(Stored data)

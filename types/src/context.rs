//! Per-request validation context.
//!
//! One context is created per validation run and never shared across
//! concurrent runs. It carries the request identity, the immutable config
//! snapshot, and the timing record the performance validator inspects.

use chrono::{DateTime, Utc};
use serde::{Deserialize, Serialize};
use uuid::Uuid;

use crate::config::ValidationConfig;

/// Timing and resource usage observed for one run.
///
/// Purely retrospective: a budget overrun recorded here is flagged after the
/// fact, never interrupted in flight.
#[derive(Debug, Clone, Copy, PartialEq, Default, Serialize, Deserialize)]
#[serde(rename_all = "camelCase")]
pub struct PerformanceMetrics {
    pub start_time: Option<DateTime<Utc>>,
    #[serde(default, skip_serializing_if = "Option::is_none")]
    pub end_time: Option<DateTime<Utc>>,
    /// Wall-clock duration of the run, in milliseconds.
    #[serde(default, skip_serializing_if = "Option::is_none")]
    pub calculation_time_ms: Option<f64>,
    /// Resident memory attributed to the run, in bytes, when the caller
    /// measures it.
    #[serde(default, skip_serializing_if = "Option::is_none")]
    pub memory_usage_bytes: Option<u64>,
}

/// Identity, config, and timing for a single validation run.
#[derive(Debug, Clone, PartialEq, Serialize, Deserialize)]
#[serde(rename_all = "camelCase")]
pub struct ValidationContext {
    pub request_id: Uuid,
    #[serde(default, skip_serializing_if = "Option::is_none")]
    pub user_id: Option<String>,
    pub timestamp: DateTime<Utc>,
    pub config: ValidationConfig,
    pub performance: PerformanceMetrics,
}

impl ValidationContext {
    /// Start a new context, stamping the start time now.
    #[must_use]
    pub fn new(config: ValidationConfig) -> Self {
        let now = Utc::now();
        Self {
            request_id: Uuid::new_v4(),
            user_id: None,
            timestamp: now,
            config,
            performance: PerformanceMetrics {
                start_time: Some(now),
                ..PerformanceMetrics::default()
            },
        }
    }

    #[must_use]
    pub fn with_user(mut self, user_id: impl Into<String>) -> Self {
        self.user_id = Some(user_id.into());
        self
    }

    /// Stamp completion: records the end time and derives the elapsed
    /// duration from the start stamp. Idempotent in effect; calling it twice
    /// just moves the end stamp forward.
    pub fn finalize(&mut self) {
        let end = Utc::now();
        self.performance.end_time = Some(end);
        if let Some(start) = self.performance.start_time {
            let elapsed = (end - start).num_microseconds().unwrap_or(i64::MAX);
            self.performance.calculation_time_ms = Some(elapsed as f64 / 1000.0);
        }
    }
}

#[cfg(test)]
mod tests {
    use super::*;

    #[test]
    fn new_contexts_get_distinct_request_ids() {
        let a = ValidationContext::new(ValidationConfig::default());
        let b = ValidationContext::new(ValidationConfig::default());
        assert_ne!(a.request_id, b.request_id);
        assert!(a.performance.start_time.is_some());
        assert!(a.performance.end_time.is_none());
    }

    #[test]
    fn finalize_stamps_end_and_duration() {
        let mut ctx = ValidationContext::new(ValidationConfig::default());
        ctx.finalize();
        assert!(ctx.performance.end_time.is_some());
        let elapsed = ctx.performance.calculation_time_ms.unwrap();
        assert!(elapsed >= 0.0);
    }

    #[test]
    fn user_id_is_optional_and_attachable() {
        let ctx = ValidationContext::new(ValidationConfig::default()).with_user("trader-7");
        assert_eq!(ctx.user_id.as_deref(), Some("trader-7"));
    }
}
//! Historical chain data lookups.
//!
//! The lazy loader asks for account fields "as of one block before" the
//! block being replayed: replaying a transaction must never observe effects
//! of the same block's later execution. The subtraction happens inside the
//! provider so every caller gets the same semantics.

use std::{future::Future, thread};

use alloy_primitives::{Address, Bytes, B256, U256};
use alloy_provider::{Provider, RootProvider};
use alloy_rpc_types_eth::{Block, Header, TransactionReceipt};
use auto_impl::auto_impl;
use thiserror::Error;
use url::Url;

/// Errors reported by a historical data source.
///
/// Callers treat these as "value unknown" and proceed with a zero-valued
/// fallback unless strict mode is enabled.
#[derive(Debug, Error)]
pub enum ProviderError {
    /// The configured endpoint URL could not be parsed.
    #[error("invalid endpoint url: {0}")]
    InvalidEndpoint(String),
    /// The underlying transport failed.
    #[error("transport: {0}")]
    Transport(String),
    /// The blocking bridge onto the async client failed.
    #[error("rpc bridge: {0}")]
    Bridge(String),
}

/// Result alias for provider lookups.
pub type ProviderResult<T> = Result<T, ProviderError>;

/// A source of historical account state.
///
/// All lookups answer "as of one block before `block`". Implementations are
/// stateless request/response clients and must be safe for concurrent use
/// by parallel replay workers.
#[auto_impl(&, Arc)]
pub trait HistoricalSource: Send + Sync {
    /// Value of `slot` of `address` before `block` executed.
    fn storage_at(&self, address: Address, slot: B256, block: u64) -> ProviderResult<B256>;

    /// Code of `address` before `block` executed.
    fn code_at(&self, address: Address, block: u64) -> ProviderResult<Bytes>;

    /// Nonce of `address` before `block` executed.
    fn nonce_at(&self, address: Address, block: u64) -> ProviderResult<u64>;

    /// Balance of `address` before `block` executed.
    fn balance_at(&self, address: Address, block: u64) -> ProviderResult<U256>;
}

/// A [`HistoricalSource`] backed by an Ethereum JSON-RPC endpoint.
///
/// The replay hooks run synchronously on the execution thread, so lookups
/// bridge onto a dedicated tokio runtime. Each lookup blocks until the
/// endpoint answers; no timeout is enforced beyond the transport's own.
#[derive(Debug)]
pub struct RpcProvider {
    inner: RootProvider,
    runtime: tokio::runtime::Runtime,
}

impl RpcProvider {
    /// Connects to the given JSON-RPC endpoint.
    pub fn connect(endpoint: &str) -> ProviderResult<Self> {
        let url: Url =
            endpoint.parse().map_err(|_| ProviderError::InvalidEndpoint(endpoint.to_owned()))?;
        let runtime = tokio::runtime::Builder::new_multi_thread()
            .worker_threads(1)
            .enable_all()
            .build()
            .map_err(|err| ProviderError::Bridge(err.to_string()))?;
        Ok(Self { inner: RootProvider::new_http(url), runtime })
    }

    /// Runs a future to completion on the bridge runtime.
    ///
    /// The future is driven from a fresh thread so the bridge also works
    /// when the caller itself sits inside an async runtime.
    fn block_on<F>(&self, fut: F) -> F::Output
    where
        F: Future + Send,
        F::Output: Send,
    {
        thread::scope(|scope| {
            scope
                .spawn(|| self.runtime.block_on(fut))
                .join()
                .expect("rpc bridge thread panicked")
        })
    }

    fn transport<T>(result: Result<T, impl std::fmt::Display>) -> ProviderResult<T> {
        result.map_err(|err| ProviderError::Transport(err.to_string()))
    }

    /// Fetches a block by number, with transaction hashes only.
    pub fn block_by_number(&self, number: u64) -> ProviderResult<Option<Block>> {
        Self::transport(self.block_on(
            self.inner.raw_request("eth_getBlockByNumber".into(), (format!("0x{number:x}"), false)),
        ))
    }

    /// Fetches a block header by number.
    pub fn header_by_number(&self, number: u64) -> ProviderResult<Option<Header>> {
        let block = self.block_by_number(number)?;
        Ok(block.map(|block| block.header))
    }

    /// Fetches the receipt of a transaction, used to locate its block and
    /// index when replaying by hash.
    pub fn transaction_receipt(&self, hash: B256) -> ProviderResult<Option<TransactionReceipt>> {
        Self::transport(
            self.block_on(self.inner.raw_request("eth_getTransactionReceipt".into(), (hash,))),
        )
    }
}

impl HistoricalSource for RpcProvider {
    fn storage_at(&self, address: Address, slot: B256, block: u64) -> ProviderResult<B256> {
        let value = Self::transport(self.block_on(
            self.inner
                .get_storage_at(address, slot.into())
                .block_id(block.saturating_sub(1).into()),
        ))?;
        Ok(B256::from(value))
    }

    fn code_at(&self, address: Address, block: u64) -> ProviderResult<Bytes> {
        Self::transport(
            self.block_on(
                self.inner.get_code_at(address).block_id(block.saturating_sub(1).into()),
            ),
        )
    }

    fn nonce_at(&self, address: Address, block: u64) -> ProviderResult<u64> {
        Self::transport(self.block_on(
            self.inner.get_transaction_count(address).block_id(block.saturating_sub(1).into()),
        ))
    }

    fn balance_at(&self, address: Address, block: u64) -> ProviderResult<U256> {
        Self::transport(
            self.block_on(self.inner.get_balance(address).block_id(block.saturating_sub(1).into())),
        )
    }
}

Task: Exactly as they stand, please print the lines from the first line of the records above down to the line that includes "derives the elapsed", both of those included and no others.

Response below:
filename types/src/context.rs
//! Per-request validation context.
//!
//! One context is created per validation run and never shared across
//! concurrent runs. It carries the request identity, the immutable config
//! snapshot, and the timing record the performance validator inspects.

use chrono::{DateTime, Utc};
use serde::{Deserialize, Serialize};
use uuid::Uuid;

use crate::config::ValidationConfig;

/// Timing and resource usage observed for one run.
///
/// Purely retrospective: a budget overrun recorded here is flagged after the
/// fact, never interrupted in flight.
#[derive(Debug, Clone, Copy, PartialEq, Default, Serialize, Deserialize)]
#[serde(rename_all = "camelCase")]
pub struct PerformanceMetrics {
    pub start_time: Option<DateTime<Utc>>,
    #[serde(default, skip_serializing_if = "Option::is_none")]
    pub end_time: Option<DateTime<Utc>>,
    /// Wall-clock duration of the run, in milliseconds.
    #[serde(default, skip_serializing_if = "Option::is_none")]
    pub calculation_time_ms: Option<f64>,
    /// Resident memory attributed to the run, in bytes, when the caller
    /// measures it.
    #[serde(default, skip_serializing_if = "Option::is_none")]
    pub memory_usage_bytes: Option<u64>,
}

/// Identity, config, and timing for a single validation run.
#[derive(Debug, Clone, PartialEq, Serialize, Deserialize)]
#[serde(rename_all = "camelCase")]
pub struct ValidationContext {
    pub request_id: Uuid,
    #[serde(default, skip_serializing_if = "Option::is_none")]
    pub user_id: Option<String>,
    pub timestamp: DateTime<Utc>,
    pub config: ValidationConfig,
    pub performance: PerformanceMetrics,
}

impl ValidationContext {
    /// Start a new context, stamping the start time now.
    #[must_use]
    pub fn new(config: ValidationConfig) -> Self {
        let now = Utc::now();
        Self {
            request_id: Uuid::new_v4(),
            user_id: None,
            timestamp: now,
            config,
            performance: PerformanceMetrics {
                start_time: Some(now),
                ..PerformanceMetrics::default()
            },
        }
    }

    #[must_use]
    pub fn with_user(mut self, user_id: impl Into<String>) -> Self {
        self.user_id = Some(user_id.into());
        self
    }

    /// Stamp completion: records the end time and derives the elapsed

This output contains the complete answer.